Problem to work on
State how many lines of the material below contain the word "Uuid". Add nothing else.

Input data

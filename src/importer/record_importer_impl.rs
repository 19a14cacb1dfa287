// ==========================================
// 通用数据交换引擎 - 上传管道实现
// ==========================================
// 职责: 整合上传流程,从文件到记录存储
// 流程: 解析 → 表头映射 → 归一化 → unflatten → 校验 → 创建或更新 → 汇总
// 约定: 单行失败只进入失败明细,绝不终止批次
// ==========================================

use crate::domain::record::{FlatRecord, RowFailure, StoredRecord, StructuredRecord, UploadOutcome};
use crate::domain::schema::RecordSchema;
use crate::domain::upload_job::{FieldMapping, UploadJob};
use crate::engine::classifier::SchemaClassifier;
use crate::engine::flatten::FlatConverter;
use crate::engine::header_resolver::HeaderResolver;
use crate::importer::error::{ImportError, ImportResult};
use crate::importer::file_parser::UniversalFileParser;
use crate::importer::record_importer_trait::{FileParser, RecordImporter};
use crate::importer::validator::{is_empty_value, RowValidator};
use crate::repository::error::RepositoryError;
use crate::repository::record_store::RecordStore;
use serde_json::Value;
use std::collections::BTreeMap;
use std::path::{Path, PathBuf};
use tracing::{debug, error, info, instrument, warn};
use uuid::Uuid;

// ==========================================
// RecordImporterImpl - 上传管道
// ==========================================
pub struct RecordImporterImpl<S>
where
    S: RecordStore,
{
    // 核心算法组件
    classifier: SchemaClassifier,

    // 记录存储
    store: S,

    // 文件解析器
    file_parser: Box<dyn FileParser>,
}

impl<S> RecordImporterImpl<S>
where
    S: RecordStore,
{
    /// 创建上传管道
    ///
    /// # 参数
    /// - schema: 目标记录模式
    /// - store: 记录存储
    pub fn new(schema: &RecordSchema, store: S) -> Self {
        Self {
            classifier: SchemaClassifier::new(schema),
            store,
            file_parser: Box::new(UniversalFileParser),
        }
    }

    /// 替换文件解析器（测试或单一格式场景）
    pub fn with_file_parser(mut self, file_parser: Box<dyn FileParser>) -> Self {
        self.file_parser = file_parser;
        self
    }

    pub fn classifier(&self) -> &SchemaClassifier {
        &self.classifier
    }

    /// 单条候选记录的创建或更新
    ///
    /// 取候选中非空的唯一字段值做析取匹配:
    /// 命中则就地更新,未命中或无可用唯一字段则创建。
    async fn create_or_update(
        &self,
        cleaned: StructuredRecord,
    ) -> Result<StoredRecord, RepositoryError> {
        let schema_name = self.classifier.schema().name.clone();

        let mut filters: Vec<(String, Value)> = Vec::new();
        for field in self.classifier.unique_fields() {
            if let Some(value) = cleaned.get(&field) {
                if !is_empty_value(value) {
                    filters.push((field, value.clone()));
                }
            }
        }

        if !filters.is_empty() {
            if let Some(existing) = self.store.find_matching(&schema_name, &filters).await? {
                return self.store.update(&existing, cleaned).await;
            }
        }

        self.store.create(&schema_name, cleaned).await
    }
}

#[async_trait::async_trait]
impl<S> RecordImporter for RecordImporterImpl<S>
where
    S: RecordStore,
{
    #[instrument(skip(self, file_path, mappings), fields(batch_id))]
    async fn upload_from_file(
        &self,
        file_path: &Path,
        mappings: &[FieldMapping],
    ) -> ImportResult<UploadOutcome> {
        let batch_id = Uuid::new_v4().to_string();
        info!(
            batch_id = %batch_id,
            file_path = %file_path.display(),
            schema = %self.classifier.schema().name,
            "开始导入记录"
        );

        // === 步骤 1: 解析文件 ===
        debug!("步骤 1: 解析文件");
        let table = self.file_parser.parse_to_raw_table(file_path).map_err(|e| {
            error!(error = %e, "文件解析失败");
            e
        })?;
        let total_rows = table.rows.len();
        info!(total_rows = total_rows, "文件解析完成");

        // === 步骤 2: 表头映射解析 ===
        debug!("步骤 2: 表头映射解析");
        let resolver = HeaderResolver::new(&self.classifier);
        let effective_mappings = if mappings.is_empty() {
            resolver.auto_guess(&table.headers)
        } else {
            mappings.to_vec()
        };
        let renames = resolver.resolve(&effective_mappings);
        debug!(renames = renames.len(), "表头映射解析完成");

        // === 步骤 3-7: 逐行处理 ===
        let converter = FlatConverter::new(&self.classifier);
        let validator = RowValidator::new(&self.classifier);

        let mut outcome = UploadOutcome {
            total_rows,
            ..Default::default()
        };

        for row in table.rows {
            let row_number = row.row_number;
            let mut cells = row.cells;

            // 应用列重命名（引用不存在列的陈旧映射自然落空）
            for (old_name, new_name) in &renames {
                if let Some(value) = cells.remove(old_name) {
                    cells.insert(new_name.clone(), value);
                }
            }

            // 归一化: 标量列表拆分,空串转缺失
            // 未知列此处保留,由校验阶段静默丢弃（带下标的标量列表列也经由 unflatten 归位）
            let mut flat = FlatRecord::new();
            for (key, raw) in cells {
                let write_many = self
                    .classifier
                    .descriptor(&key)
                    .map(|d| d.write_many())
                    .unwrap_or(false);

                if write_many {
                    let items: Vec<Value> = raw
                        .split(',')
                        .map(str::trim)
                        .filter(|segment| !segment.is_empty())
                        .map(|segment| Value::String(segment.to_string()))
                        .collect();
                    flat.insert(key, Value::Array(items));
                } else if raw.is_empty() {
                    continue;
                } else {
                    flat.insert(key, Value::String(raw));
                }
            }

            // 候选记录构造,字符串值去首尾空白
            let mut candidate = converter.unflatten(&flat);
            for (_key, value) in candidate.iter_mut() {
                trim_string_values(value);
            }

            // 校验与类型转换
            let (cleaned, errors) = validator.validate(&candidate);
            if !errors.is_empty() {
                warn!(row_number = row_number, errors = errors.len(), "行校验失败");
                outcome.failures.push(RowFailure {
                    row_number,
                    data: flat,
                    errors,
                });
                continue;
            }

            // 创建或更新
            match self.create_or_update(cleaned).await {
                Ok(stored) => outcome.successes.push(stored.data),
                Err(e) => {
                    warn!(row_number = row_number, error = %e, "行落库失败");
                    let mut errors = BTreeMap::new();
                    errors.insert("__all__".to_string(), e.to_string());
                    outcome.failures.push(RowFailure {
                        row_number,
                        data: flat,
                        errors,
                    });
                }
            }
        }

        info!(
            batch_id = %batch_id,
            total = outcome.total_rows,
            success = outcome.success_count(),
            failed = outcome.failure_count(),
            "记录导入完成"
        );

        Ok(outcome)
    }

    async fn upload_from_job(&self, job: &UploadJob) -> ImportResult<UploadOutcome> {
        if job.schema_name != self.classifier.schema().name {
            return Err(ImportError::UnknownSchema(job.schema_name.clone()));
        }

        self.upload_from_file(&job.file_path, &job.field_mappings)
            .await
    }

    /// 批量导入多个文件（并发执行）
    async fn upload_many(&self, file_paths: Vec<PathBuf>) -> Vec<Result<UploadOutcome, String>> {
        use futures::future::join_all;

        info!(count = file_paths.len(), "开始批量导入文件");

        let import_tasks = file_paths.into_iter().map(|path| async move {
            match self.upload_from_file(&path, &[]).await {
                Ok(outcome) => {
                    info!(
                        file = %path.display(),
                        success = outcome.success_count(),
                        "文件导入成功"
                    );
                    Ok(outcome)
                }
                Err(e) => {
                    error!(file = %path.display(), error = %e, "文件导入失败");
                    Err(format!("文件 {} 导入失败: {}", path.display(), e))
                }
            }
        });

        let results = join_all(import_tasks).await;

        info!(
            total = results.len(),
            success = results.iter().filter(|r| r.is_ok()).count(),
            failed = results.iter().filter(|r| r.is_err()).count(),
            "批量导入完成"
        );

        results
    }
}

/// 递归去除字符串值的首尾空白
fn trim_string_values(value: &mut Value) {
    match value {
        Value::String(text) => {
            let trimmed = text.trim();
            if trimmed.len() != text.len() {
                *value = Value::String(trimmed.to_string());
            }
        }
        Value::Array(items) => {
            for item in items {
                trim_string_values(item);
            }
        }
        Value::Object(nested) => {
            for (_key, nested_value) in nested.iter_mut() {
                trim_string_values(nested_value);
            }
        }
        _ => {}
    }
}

Task solution
2